- [INFORMATION SUPPLIED]:

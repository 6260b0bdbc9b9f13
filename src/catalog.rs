//! Stock catalogs: which panel and bar sizes exist for each material
//! family and category.

use serde::{Deserialize, Serialize};

use crate::error::{PlanError, Result};
use crate::types::{Shape, StockKind, deserialize_opt_u32_from_number, deserialize_u32_from_number};

/// Isolation tag of a material (humidity or fire rating, gauge, wood type).
#[derive(Debug, Clone, PartialEq, Eq, PartialOrd, Ord, Hash, Serialize, Deserialize)]
#[serde(transparent)]
pub struct Category(String);

impl Category {
    pub fn new(name: impl Into<String>) -> Self {
        Self(name.into())
    }

    pub fn as_str(&self) -> &str {
        &self.0
    }
}

impl From<&str> for Category {
    fn from(name: &str) -> Self {
        Self::new(name)
    }
}

impl std::fmt::Display for Category {
    fn fmt(&self, f: &mut std::fmt::Formatter<'_>) -> std::fmt::Result {
        f.write_str(&self.0)
    }
}

#[derive(Debug, Clone, PartialEq, Eq, Serialize, Deserialize)]
pub struct StockItem {
    pub id: String,
    pub category: Category,
    /// Thickness, gauge or similar choice a requirement may pin.
    #[serde(default)]
    pub variant: Option<String>,
    pub size: Shape,
}

/// Remnants of category `remnant` may serve requirements of category `serves`.
#[derive(Debug, Clone, PartialEq, Eq, Serialize, Deserialize)]
pub struct Substitution {
    pub remnant: Category,
    pub serves: Category,
}

#[derive(Debug, Clone, PartialEq, Eq, Serialize, Deserialize)]
pub struct MaterialFamily {
    pub name: String,
    pub kind: StockKind,
    /// Smallest offcut worth keeping. Panels need both sides at or above it.
    #[serde(deserialize_with = "deserialize_u32_from_number")]
    pub min_remnant: u32,
    #[serde(default)]
    pub allow_rotation: bool,
    #[serde(default = "default_true")]
    pub allow_joints: bool,
    /// Width covered by one strip when an area is clad with linear stock.
    #[serde(default, deserialize_with = "deserialize_opt_u32_from_number")]
    pub coverage_width: Option<u32>,
    #[serde(default)]
    pub substitutions: Vec<Substitution>,
    pub items: Vec<StockItem>,
}

fn default_true() -> bool {
    true
}

impl MaterialFamily {
    /// Stock items of `category`, optionally narrowed to a variant or a
    /// single stock id, in declaration order.
    pub fn sizes_for(
        &self,
        category: &Category,
        variant: Option<&str>,
        stock_id: Option<&str>,
    ) -> Result<Vec<&StockItem>> {
        let items: Vec<&StockItem> = self
            .items
            .iter()
            .filter(|item| &item.category == category)
            .filter(|item| variant.is_none_or(|v| item.variant.as_deref() == Some(v)))
            .filter(|item| stock_id.is_none_or(|id| item.id == id))
            .collect();

        if items.is_empty() {
            let mut category = category.to_string();
            if let Some(v) = variant {
                category.push_str(&format!(" (variant {v})"));
            }
            if let Some(id) = stock_id {
                category.push_str(&format!(" (stock {id})"));
            }
            return Err(PlanError::UnknownMaterialCategory {
                family: self.name.clone(),
                category,
            });
        }
        Ok(items)
    }

    pub fn has_category(&self, category: &Category) -> bool {
        self.items.iter().any(|item| &item.category == category)
    }

    /// First declared category; used when a description matches nothing.
    pub fn default_category(&self) -> Option<&Category> {
        self.items.first().map(|item| &item.category)
    }

    /// Whether a remnant of `remnant` may cover a requirement of `required`.
    pub fn accepts(&self, remnant: &Category, required: &Category) -> bool {
        remnant == required
            || self
                .substitutions
                .iter()
                .any(|s| &s.remnant == remnant && &s.serves == required)
    }

    /// Whether an offcut of this size is kept rather than scrapped.
    pub fn is_usable(&self, shape: &Shape) -> bool {
        match shape {
            Shape::Panel(r) => !r.is_empty() && r.min_side() >= self.min_remnant,
            Shape::Bar { length } => *length > 0 && *length >= self.min_remnant,
        }
    }

    pub fn longest_bar(&self, category: &Category) -> Option<u32> {
        self.items
            .iter()
            .filter(|item| &item.category == category)
            .filter_map(|item| item.size.length())
            .max()
    }

    fn validate(&self) -> std::result::Result<(), String> {
        if self.items.is_empty() {
            return Err(format!("family '{}' has no stock items", self.name));
        }
        for item in &self.items {
            if item.size.kind() != self.kind {
                return Err(format!(
                    "stock '{}' does not match the {:?} kind of family '{}'",
                    item.id, self.kind, self.name
                ));
            }
            if item.size.is_empty() {
                return Err(format!("stock '{}' has a zero dimension", item.id));
            }
        }
        if self.coverage_width == Some(0) {
            return Err(format!("family '{}' has a zero coverage width", self.name));
        }
        Ok(())
    }
}

#[derive(Debug, Clone, PartialEq, Eq, Serialize, Deserialize)]
pub struct StockCatalog {
    pub families: Vec<MaterialFamily>,
}

impl StockCatalog {
    pub fn family(&self, name: &str) -> Result<&MaterialFamily> {
        self.families
            .iter()
            .find(|f| f.name == name)
            .ok_or_else(|| PlanError::UnknownFamily(name.to_string()))
    }

    pub fn validate(&self) -> std::result::Result<(), String> {
        for (i, family) in self.families.iter().enumerate() {
            if self.families[..i].iter().any(|f| f.name == family.name) {
                return Err(format!("family '{}' is declared twice", family.name));
            }
            family.validate()?;
        }
        Ok(())
    }

    /// Reference catalog used when no catalog file is given.
    pub fn builtin() -> Self {
        let board = |id: &str, category: &str, variant: &str, h: u32| StockItem {
            id: id.to_string(),
            category: Category::new(category),
            variant: Some(variant.to_string()),
            size: Shape::panel(1200, h),
        };
        let bar = |id: &str, category: &str, length: u32| StockItem {
            id: id.to_string(),
            category: Category::new(category),
            variant: None,
            size: Shape::bar(length),
        };

        let mut boards = Vec::new();
        for (prefix, category) in [
            ("GKB", "standard"),
            ("GKBI", "moisture-resistant"),
            ("GKF", "fire-resistant"),
        ] {
            for h in [2000, 2400, 2600, 3000] {
                boards.push(board(
                    &format!("{prefix}-12.5-1200x{h}"),
                    category,
                    "12.5",
                    h,
                ));
            }
        }
        boards.push(board("GKB-15-1200x2600", "standard", "15", 2600));
        boards.push(board("GKF-15-1200x2600", "fire-resistant", "15", 2600));

        StockCatalog {
            families: vec![
                MaterialFamily {
                    name: "gypsum-board".to_string(),
                    kind: StockKind::Panel,
                    min_remnant: 200,
                    allow_rotation: true,
                    allow_joints: true,
                    coverage_width: None,
                    substitutions: vec![],
                    items: boards,
                },
                MaterialFamily {
                    name: "ceiling-strip".to_string(),
                    kind: StockKind::Linear,
                    min_remnant: 500,
                    allow_rotation: false,
                    allow_joints: true,
                    coverage_width: Some(250),
                    substitutions: vec![],
                    items: vec![
                        bar("PVC-250-3000", "pvc", 3000),
                        bar("PVC-250-4000", "pvc", 4000),
                        bar("PVC-250-6000", "pvc", 6000),
                    ],
                },
                MaterialFamily {
                    name: "baseboard".to_string(),
                    kind: StockKind::Linear,
                    min_remnant: 300,
                    allow_rotation: false,
                    allow_joints: true,
                    coverage_width: None,
                    substitutions: vec![Substitution {
                        remnant: Category::new("pine"),
                        serves: Category::new("pine-painted"),
                    }],
                    items: vec![
                        bar("PINE-2400", "pine", 2400),
                        bar("PINE-3000", "pine", 3000),
                        bar("PINE-PAINTED-2400", "pine-painted", 2400),
                        bar("MDF-2400", "mdf", 2400),
                        bar("MDF-6000", "mdf", 6000),
                    ],
                },
            ],
        }
    }
}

- [WORK ITEM]: Start with the line above that contains "if self.families[..i].iter().any(|f| f.name" and stop after the line that contains "pub fn builtin()". Output those lines exactly, and only those.

- [REPLY]:
            if self.families[..i].iter().any(|f| f.name == family.name) {
                return Err(format!("family '{}' is declared twice", family.name));
            }
            family.validate()?;
        }
        Ok(())
    }

    /// Reference catalog used when no catalog file is given.
    pub fn builtin() -> Self {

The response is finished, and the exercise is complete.